_WORKING DATA_.
//! Alerts synthesized when a snapshot crosses a static threshold.

use chrono::{DateTime, Utc};
use serde::{Deserialize, Serialize};

/// Alert severity, ordered from least to most severe.
#[derive(Debug, Clone, Copy, PartialEq, Eq, PartialOrd, Ord, Hash, Serialize, Deserialize)]
#[serde(rename_all = "lowercase")]
pub enum Severity {
    Info,
    Warning,
    Error,
    Critical,
}

impl Severity {
    pub fn as_str(&self) -> &'static str {
        match self {
            Self::Info => "info",
            Self::Warning => "warning",
            Self::Error => "error",
            Self::Critical => "critical",
        }
    }
}

impl std::fmt::Display for Severity {
    fn fmt(&self, f: &mut std::fmt::Formatter<'_>) -> std::fmt::Result {
        f.write_str(self.as_str())
    }
}

/// An alert delivered on the `alerts` tag.
#[derive(Debug, Clone, PartialEq, Serialize, Deserialize)]
#[serde(rename_all = "camelCase")]
pub struct Alert {
    pub id: String,
    pub title: String,
    pub message: String,
    pub severity: Severity,
    pub timestamp: DateTime<Utc>,
    /// Subsystem that produced the alert (e.g. "system-monitoring").
    pub source: String,
    pub acknowledged: bool,
}

impl Alert {
    /// Create an unacknowledged alert stamped with the current time.
    pub fn new(
        title: impl Into<String>,
        message: impl Into<String>,
        severity: Severity,
        source: impl Into<String>,
    ) -> Self {
        Self {
            id: format!("alert-{}", uuid::Uuid::new_v4().simple()),
            title: title.into(),
            message: message.into(),
            severity,
            timestamp: Utc::now(),
            source: source.into(),
            acknowledged: false,
        }
    }
}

_DESCRIPTION OF THE TASK_. Counting only lines that hold the word "Serialize", state how many the material contains, and add nothing.

_OUTPUT FOR THIS EXERCISE_. 3